# [Directions]
Return copies of the lines below that mention "SendAs".

# [Data]
-------------------------

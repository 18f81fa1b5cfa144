//! End-to-end job tests against the recording transport and scripted tool
//!
//! Run with: cargo test -p mediacore --test jobs_test

mod common;

use common::*;
use mediacore::storage::{MediaMode, MediaPreference, SettingsStore};
use mediacore::transport::SendAs;
use mediacore::JobOutcome;
use pretty_assertions::assert_eq;
use wiremock::matchers::{method, path_regex};
use wiremock::{Mock, MockServer, ResponseTemplate};

// ============================================================================
// Rename
// ============================================================================

mod rename_tests {
    use super::*;
    use pretty_assertions::assert_eq;

    #[tokio::test]
    async fn test_word_rules_rename_without_prompt() {
        let h = Harness::new(RecordingTransport::new(), ScriptedTool::new());
        h.store
            .set_remove_words(USER, vec!["WEB-DL".to_string(), "x264".to_string()])
            .await
            .unwrap();

        let outcome = h
            .pipeline
            .handle_file(video_request("f1", "Movie.2022.720p.WEB-DL.x264.mkv"))
            .await;

        assert_eq!(outcome, JobOutcome::Completed);
        assert!(h.transport.prompts().is_empty());
        let sent = h.transport.sent_files();
        assert_eq!(sent.len(), 1);
        assert_eq!(sent[0].file.filename, "Movie 2022 720p.mkv");
        assert_eq!(sent[0].file.caption.as_deref(), Some("Movie 2022 720p.mkv"));
        assert_eq!(sent[0].file.send_as, SendAs::Video);
        assert_eq!(sent[0].file.duration_secs, Some(120));
        assert!(sent[0].existed);
        assert_eq!(h.tool.operations(), vec!["metadata"]);
    }

    #[tokio::test]
    async fn test_template_and_caption_to_channel() {
        let h = Harness::new(RecordingTransport::new(), ScriptedTool::new().with_duration(61.0));
        h.store
            .set_format_template(USER, Some("Naruto [episode] [quality]".to_string()))
            .await
            .unwrap();
        h.store
            .set_caption(USER, Some("{filename} | {duration}".to_string()))
            .await
            .unwrap();
        h.store.set_upload_channel(USER, -1_001).await.unwrap();
        h.store.set_metadata_enabled(USER, false).await.unwrap();

        let outcome = h
            .pipeline
            .handle_file(video_request("f1", "Naruto S01E05 1080p.mkv"))
            .await;

        assert_eq!(outcome, JobOutcome::Completed);
        let sent = &h.transport.sent_files()[0];
        assert_eq!(sent.chat.0, -1_001);
        assert_eq!(sent.file.filename, "Naruto EP5 1080p.mkv");
        assert_eq!(sent.file.caption.as_deref(), Some("Naruto EP5 1080p.mkv | 0:01:01"));
        assert!(h.tool.runs().is_empty());
        assert!(h.transport.all_text().contains("Uploaded to channel -1001"));
    }

    #[tokio::test]
    async fn test_prompt_timeout_keeps_original_name() {
        let h = Harness::new(RecordingTransport::new(), ScriptedTool::new());

        let outcome = h.pipeline.handle_file(video_request("f1", "holiday clip.mp4")).await;

        assert_eq!(outcome, JobOutcome::Completed);
        assert_eq!(h.transport.sent_files()[0].file.filename, "holiday clip.mp4");
        assert!(h.transport.texts().iter().any(|t| t.contains("No name received")));
    }

    #[tokio::test]
    async fn test_prompt_cancel_stops_before_download() {
        let h = Harness::new(RecordingTransport::new().with_replies(["/cancel"]), ScriptedTool::new());

        let outcome = h.pipeline.handle_file(video_request("f1", "clip.mp4")).await;

        assert_eq!(outcome, JobOutcome::Cancelled);
        assert!(h.transport.download_attempts().is_empty());
        assert!(h.transport.sent_files().is_empty());
    }

    #[tokio::test]
    async fn test_metadata_failure_uploads_untagged() {
        let h = Harness::new(
            RecordingTransport::new().with_replies(["Tagged?"]),
            ScriptedTool::new().failing_on("metadata"),
        );

        assert_eq!(h.pipeline.handle_file(video_request("f1", "a.mkv")).await, JobOutcome::Completed);
        let sent = &h.transport.sent_files()[0];
        assert_eq!(sent.file.filename, "Tagged.mkv");
        assert!(sent.existed);
    }

    #[tokio::test]
    async fn test_scratch_is_empty_after_jobs() {
        let h = Harness::new(
            RecordingTransport::new().with_replies(["ok"]),
            ScriptedTool::new(),
        );
        h.pipeline.handle_file(video_request("f1", "a.mkv")).await;
        assert_eq!(h.scratch_leftovers(), Vec::<String>::new());
    }
}

// ============================================================================
// Acquisition retry
// ============================================================================

mod acquire_tests {
    use super::*;
    use pretty_assertions::assert_eq;

    #[tokio::test]
    async fn test_missing_handle_is_retried() {
        let transport = RecordingTransport::new().with_replies(["Name"]).with_empty_downloads(2);
        let h = Harness::new(transport, ScriptedTool::new());

        let outcome = h.pipeline.handle_file(video_request("f1", "a.mkv")).await;

        assert_eq!(outcome, JobOutcome::Completed);
        assert_eq!(h.transport.download_attempts(), vec![0, 1, 2]);
    }

    #[tokio::test]
    async fn test_exhausted_retries_fail_the_job() {
        let transport = RecordingTransport::new().with_replies(["Name"]).with_empty_downloads(10);
        let h = Harness::new(transport, ScriptedTool::new());

        let outcome = h.pipeline.handle_file(video_request("f1", "a.mkv")).await;

        assert!(matches!(outcome, JobOutcome::Failed(_)));
        assert_eq!(h.transport.download_attempts().len(), 3);
        assert!(h.transport.edits().iter().any(|t| t.starts_with("❌ Failed!")));
    }
}

// ============================================================================
// Trim
// ============================================================================

mod trim_tests {
    use super::*;
    use pretty_assertions::assert_eq;

    #[tokio::test]
    async fn test_trim_file() {
        let h = Harness::new(RecordingTransport::new().with_replies(["1:00", "90"]), ScriptedTool::new());
        h.store.set_media_mode(USER, MediaMode::Trim).await.unwrap();

        let outcome = h.pipeline.handle_file(video_request("f1", "Movie.mkv")).await;

        assert_eq!(outcome, JobOutcome::Completed);
        let runs = h.tool.runs();
        assert_eq!(runs.len(), 1);
        let args = runs[0].args_lossy();
        assert!(args.windows(2).any(|w| w == ["-ss", "60"]));
        let sent = &h.transport.sent_files()[0];
        assert_eq!(sent.file.filename, "Movie_trimmed.mkv");
        assert_eq!(sent.file.duration_secs, Some(30));
        assert!(sent.file.caption.as_deref().unwrap().contains("Duration: 0:00:30"));
    }

    #[tokio::test]
    async fn test_end_before_start_never_runs_the_tool() {
        let h = Harness::new(RecordingTransport::new().with_replies(["00:02:00", "00:01:00"]), ScriptedTool::new());
        h.store.set_media_mode(USER, MediaMode::Trim).await.unwrap();

        let outcome = h.pipeline.handle_file(video_request("f1", "Movie.mkv")).await;

        assert!(matches!(outcome, JobOutcome::Failed(_)));
        assert!(h.tool.runs().is_empty());
        assert!(h.transport.download_attempts().is_empty());
    }

    #[tokio::test]
    async fn test_bad_time_and_timeout() {
        let h = Harness::new(RecordingTransport::new().with_replies(["soon"]), ScriptedTool::new());
        h.store.set_media_mode(USER, MediaMode::Trim).await.unwrap();
        let outcome = h.pipeline.handle_file(video_request("f1", "Movie.mkv")).await;
        assert!(matches!(outcome, JobOutcome::Failed(text) if text.contains("Invalid time")));

        let h = Harness::new(RecordingTransport::new().with_replies(["10"]), ScriptedTool::new());
        h.store.set_media_mode(USER, MediaMode::Trim).await.unwrap();
        let outcome = h.pipeline.handle_file(video_request("f1", "Movie.mkv")).await;
        assert_eq!(outcome, JobOutcome::Cancelled);
        assert!(h.tool.runs().is_empty());
    }

    #[tokio::test]
    async fn test_trim_link() {
        let server = MockServer::start().await;
        Mock::given(method("GET"))
            .and(path_regex(r"^/media/clip"))
            .respond_with(ResponseTemplate::new(200).set_body_bytes(vec![1u8; 4096]))
            .mount(&server)
            .await;
        let h = Harness::new(RecordingTransport::new().with_replies(["5", "0:10"]), ScriptedTool::new());

        let url = format!("{}/media/clip%20one.mp4", server.uri());
        let outcome = h.pipeline.trim_link(USER, CHAT, &url).await;

        assert_eq!(outcome, JobOutcome::Completed);
        let sent = &h.transport.sent_files()[0];
        assert_eq!(sent.file.filename, "clip one_trimmed.mp4");
        assert_eq!(sent.file.send_as, SendAs::Video);
        assert!(sent.file.caption.as_deref().unwrap().contains("Start: 0:00:05"));
    }

    #[tokio::test]
    async fn test_trim_link_errors() {
        let server = MockServer::start().await;
        Mock::given(method("GET"))
            .respond_with(ResponseTemplate::new(404))
            .mount(&server)
            .await;
        let h = Harness::new(RecordingTransport::new().with_replies(["5", "10"]), ScriptedTool::new());

        let outcome = h.pipeline.trim_link(USER, CHAT, &format!("{}/gone.mp4", server.uri())).await;
        assert!(matches!(outcome, JobOutcome::Failed(_)));
        assert!(h.transport.prompts().is_empty());

        let outcome = h.pipeline.trim_link(USER, CHAT, "ftp://example.com/a.mp4").await;
        assert!(matches!(outcome, JobOutcome::Failed(_)));
        assert!(h.tool.runs().is_empty());
    }

    #[tokio::test]
    async fn test_trim_link_over_the_size_limit_is_refused() {
        let server = MockServer::start().await;
        Mock::given(method("GET"))
            .respond_with(ResponseTemplate::new(200).set_body_bytes(vec![1u8; (21 * MB) as usize]))
            .mount(&server)
            .await;
        let h = Harness::new(RecordingTransport::new().with_replies(["5", "10"]), ScriptedTool::new());

        let outcome = h.pipeline.trim_link(USER, CHAT, &format!("{}/huge.mp4", server.uri())).await;

        assert!(matches!(outcome, JobOutcome::Failed(text) if text.contains("File Too Large")));
        assert!(h.transport.prompts().is_empty());
        assert!(h.tool.runs().is_empty());
        assert_eq!(h.scratch_leftovers(), Vec::<String>::new());
    }
}

// ============================================================================
// Compress
// ============================================================================

mod compress_tests {
    use super::*;
    use pretty_assertions::assert_eq;

    #[tokio::test]
    async fn test_stored_qualities_with_one_failure() {
        let h = Harness::new(RecordingTransport::new(), ScriptedTool::new().failing_on("scale=1280:720"));
        h.store.set_media_mode(USER, MediaMode::Compress).await.unwrap();
        h.store
            .set_compression_qualities(USER, vec!["1080p".into(), "720p".into(), "480p".into()])
            .await
            .unwrap();

        let outcome = h.pipeline.handle_file(video_request("f1", "clip.mkv")).await;

        assert_eq!(outcome, JobOutcome::Partial { succeeded: 2, failed: 1 });
        let names: Vec<String> = h.transport.sent_files().iter().map(|f| f.file.filename.clone()).collect();
        assert_eq!(names, vec!["clip_1080p.mp4", "clip_480p.mp4"]);
        assert_eq!(h.transport.download_attempts().len(), 1);
        let last = h.transport.edits().last().cloned().unwrap();
        assert!(last.contains("2/3 compressed"));
        assert!(last.contains("❌ 720p"));
        assert_eq!(h.scratch_leftovers(), Vec::<String>::new());
    }

    #[tokio::test]
    async fn test_quality_buttons() {
        let h = Harness::new(RecordingTransport::new(), ScriptedTool::new());
        h.store.set_media_mode(USER, MediaMode::Compress).await.unwrap();

        let outcome = h.pipeline.handle_file(video_request("f1", "clip.mkv")).await;
        assert_eq!(outcome, JobOutcome::AwaitingChoice);

        let data = h.transport.last_button_data();
        assert_eq!(data.len(), 7);
        let pick = data.iter().find(|d| d.starts_with("cq:576p:")).unwrap().clone();

        let outcome = h.pipeline.handle_choice(USER, CHAT, None, &pick).await;
        assert_eq!(outcome, JobOutcome::Completed);
        assert_eq!(h.transport.sent_files()[0].file.filename, "clip_576p.mp4");
    }

    #[tokio::test]
    async fn test_every_upload_failing_fails_the_job() {
        let transport = RecordingTransport::new().failing_sends_of("clip_360p.mp4");
        let h = Harness::new(transport, ScriptedTool::new());
        h.store.set_media_mode(USER, MediaMode::Compress).await.unwrap();
        h.store.set_compression_qualities(USER, vec!["360p".into()]).await.unwrap();

        let outcome = h.pipeline.handle_file(video_request("f1", "clip.mkv")).await;
        assert!(matches!(outcome, JobOutcome::Failed(_)));
    }
}

// ============================================================================
// Extract / remove streams
// ============================================================================

mod extract_tests {
    use super::*;
    use pretty_assertions::assert_eq;

    async fn pick(h: &Harness, prefix: &str) -> JobOutcome {
        h.store.set_media_mode(USER, MediaMode::Extract).await.unwrap();
        assert_eq!(
            h.pipeline.handle_file(video_request("f1", "Show E01.mkv")).await,
            JobOutcome::AwaitingChoice
        );
        let data = h.transport.last_button_data();
        let choice = data.iter().find(|d| d.starts_with(prefix)).unwrap().clone();
        h.pipeline.handle_choice(USER, CHAT, None, &choice).await
    }

    #[tokio::test]
    async fn test_no_subtitles_is_informational() {
        let h = Harness::new(RecordingTransport::new(), ScriptedTool::new().with_subtitle_streams(0));

        let outcome = pick(&h, "ex:subs:").await;

        assert_eq!(outcome, JobOutcome::Info("No subtitles found in this file.".to_string()));
        assert!(h.tool.runs().is_empty());
        assert!(h.transport.sent_files().is_empty());
    }

    #[tokio::test]
    async fn test_extract_audio() {
        let h = Harness::new(RecordingTransport::new(), ScriptedTool::new());

        assert_eq!(pick(&h, "ex:audio:").await, JobOutcome::Completed);
        let sent = &h.transport.sent_files()[0];
        assert_eq!(sent.file.filename, "Show E01.mp3");
        assert_eq!(sent.file.send_as, SendAs::Audio);
        assert_eq!(h.tool.operations(), vec!["extract_audio"]);
    }

    #[tokio::test]
    async fn test_remove_both_honours_preference() {
        let h = Harness::new(RecordingTransport::new(), ScriptedTool::new());
        h.store
            .set_media_type_preference(USER, Some(MediaPreference::Document))
            .await
            .unwrap();

        assert_eq!(pick(&h, "rm:both:").await, JobOutcome::Completed);
        let sent = &h.transport.sent_files()[0];
        assert_eq!(sent.file.filename, "Show E01_video_only.mkv");
        assert_eq!(sent.file.send_as, SendAs::Document);
    }
}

-------------------------

# [Exercise response]
use mediacore::transport::SendAs;
        assert_eq!(sent[0].file.send_as, SendAs::Video);
        assert_eq!(sent.file.send_as, SendAs::Video);
        assert_eq!(sent.file.send_as, SendAs::Audio);
        assert_eq!(sent.file.send_as, SendAs::Document);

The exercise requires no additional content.